A doença tem diagnóstico clínico e a atenção a uma boa anamnese e exame físico são essenciais.
Anatomia Plantar
Inicialmente, deve-se compreender que a fáscia plantar é um tecido conjuntivo que tem por função sustentar o arco do pé. Ela é composta por um elemento central (aponeurose) mais espesso e elementos medial e lateral, mais finos.
Imagem demonstra as estruturas plantares, como a aponeurose plantar, e permite compreender sua ação que, sob tensão, mantém o arco do pé nas fases finais de caminhada
Hicks, um dos maiores estudiosos do tema, mostrou que a fáscia plantar é tencionada durante a última fase de sustentação de peso durante o ato de caminhada, como também o modo como as articulações metatarsofalangeanas dorsiflexionam, o que aplica uma força de tração em seu ponto de inserção proximal na porção medial do calcâneo, tração essa que mantém o arco longitudinal do pé, o que foi denominado Efeito Molinete na sola.
Essa função é essencial, pois desempenha um papel dinâmico durante o ciclo da marcha, onde se alonga durante a fase de apoio, armazenando energia potencial durante o processo e trava o mediopé durante a retirada dos dedos para fornecer uma estrutura rígida para propulsão.
A fáscia plantar então se contrai passivamente, convertendo a energia potencial previamente armazenada em energia cinética e auxilia na aceleração.
Fisiopatologia da Fascite Plantar
As algias da região plantar são bastante comuns, mas o mecanismo da fascite plantar ainda não é firmemente estabelecido.
Fascite é um termo errado!
Essa é uma primeira coisa que precisa ser dita para se compreender adequadamente a fisiopatologia e tem 2 motivos:
- primeiro que não ocorre primariamente uma inflamação aguda, mas sim um processo degenerativo crônico, o que leva especialistas a falarem em “fasciose plantar” ou “fasciopatia plantar” e,
- segundo, que a estrutura acometida não é uma fáscia e sim uma aponeurose.
Alteração degenerativa
A alteração degenerativa, com base biomecânica no uso excessivo da estrutura da aponeurose e fáscias plantares é o que causa a dor, mecanismo bastante similar ao “Cotovelo de Tenista”, cujo mecanismo se desenvolve por repetições que causam microtraumas.

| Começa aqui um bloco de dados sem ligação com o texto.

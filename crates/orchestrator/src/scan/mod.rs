#![forbid(unsafe_code)]

mod clamd;
mod quarantine;

pub use clamd::{ClamdScanner, Endpoint};
pub use quarantine::DirectoryQuarantine;

use crate::error::{BoxError, Error};
use std::collections::BTreeMap;
use std::path::{Path, PathBuf};

/// Outcome of scanning one path. A directory scan may report several
/// infected files.
#[derive(Debug, Clone, Default, PartialEq, Eq)]
pub struct ScanResult {
    viruses: BTreeMap<PathBuf, Vec<String>>,
}

impl ScanResult {
    pub fn clean() -> Self {
        Self::default()
    }

    pub fn is_ok(&self) -> bool {
        self.viruses.is_empty()
    }

    /// Record a signature found in `path`.
    pub fn add_virus(&mut self, path: impl Into<PathBuf>, signature: impl Into<String>) {
        self.viruses
            .entry(path.into())
            .or_default()
            .push(signature.into());
    }

    pub fn viruses(&self) -> &BTreeMap<PathBuf, Vec<String>> {
        &self.viruses
    }

    pub fn infected_paths(&self) -> impl Iterator<Item = &Path> {
        self.viruses.keys().map(PathBuf::as_path)
    }
}

pub trait Scanner: Send + Sync {
    fn scan(&self, path: &Path) -> Result<ScanResult, Error>;
}

/// Consumer of scan results. Errors are logged by the caller and
/// otherwise ignored.
pub trait ScanListener: Send + Sync {
    fn on_scan(&self, result: &ScanResult) -> Result<(), BoxError>;
}

impl<F> ScanListener for F
where
    F: Fn(&ScanResult) -> Result<(), BoxError> + Send + Sync,
{
    fn on_scan(&self, result: &ScanResult) -> Result<(), BoxError> {
        self(result)
    }
}
#![forbid(unsafe_code)]

use flume::Sender;
use tokio::signal::unix::{Signal, SignalKind, signal};
use tokio_util::sync::CancellationToken;
use tracing::{debug, info};

#[derive(Debug, Clone, Copy, PartialEq, Eq)]
pub enum SignalEvent {
    /// SIGUSR1: log queue and governor status.
    DumpStatus,
    /// SIGHUP: evaluate the limit profile right now.
    ReapplyPolicy,
    /// SIGINT or SIGTERM.
    Shutdown,
}

#[derive(Debug, thiserror::Error)]
pub enum Error {
    #[error("failed to install {name} handler: {source}")]
    Install {
        name: &'static str,
        #[source]
        source: std::io::Error,
    },

    #[error("signal receiver went away")]
    Closed,
}

fn install(kind: SignalKind, name: &'static str) -> Result<Signal, Error> {
    signal(kind).map_err(|source| Error::Install { name, source })
}

/// Forward process signals as [`SignalEvent`]s until `cancel` fires.
pub async fn wait_for_signal(
    tx: Sender<SignalEvent>,
    cancel: CancellationToken,
) -> Result<(), Error> {
    let mut usr1 = install(SignalKind::user_defined1(), "SIGUSR1")?;
    let mut hup = install(SignalKind::hangup(), "SIGHUP")?;
    let mut int = install(SignalKind::interrupt(), "SIGINT")?;
    let mut term = install(SignalKind::terminate(), "SIGTERM")?;
    debug!("signal handlers installed");

    loop {
        let event = tokio::select! {
            _ = cancel.cancelled() => return Ok(()),
            _ = usr1.recv() => SignalEvent::DumpStatus,
            _ = hup.recv() => SignalEvent::ReapplyPolicy,
            _ = int.recv() => {
                info!("received SIGINT");
                SignalEvent::Shutdown
            }
            _ = term.recv() => {
                info!("received SIGTERM");
                SignalEvent::Shutdown
            }
        };
        tx.send_async(event).await.map_err(|_| Error::Closed)?;
    }
}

Essa degeneração, muito bem visualizada em histologia que demonstra espessamento e fibrose acentuados da fáscia plantar, juntamente com necrose de colágeno, metaplasia condroide e calcificação, cursa com a inflamação local e causa a dor. Por esse motivo muitos pacientes respondem bem ao uso de esteroides locais.
Outra base de reforço para essa hipótese é o fato de à noite o pé geralmente cair em uma posição de flexão plantar (menor estiramento da fáscia) e quando o paciente sai da cama pela manhã, quando o pé se move em dorsiflexão durante a caminhada, a fáscia plantar se contrai levemente, e esse alongamento inicial associado ao despertar matinal causa dor.
Compressão de estruturas nervosas
A compressão de estruturas nervosas, como o N. Plantar Lateral, que passa entre a superfície profunda do flexor longo dos dedos e a inserção calcânea da aponeurose (onde se formam os esporões calcâneos ou “esporão de galo”) pode gerar dor focal, embora não piore com a dorsiflexão passiva dos dedos dos pés.
Caso a dor seja mais difusa, co sensibilidade aumentada na lateral do pé, deve-se ter atenção ao abdutor longo do hálux, o que pode demandar liberação cirúrgica.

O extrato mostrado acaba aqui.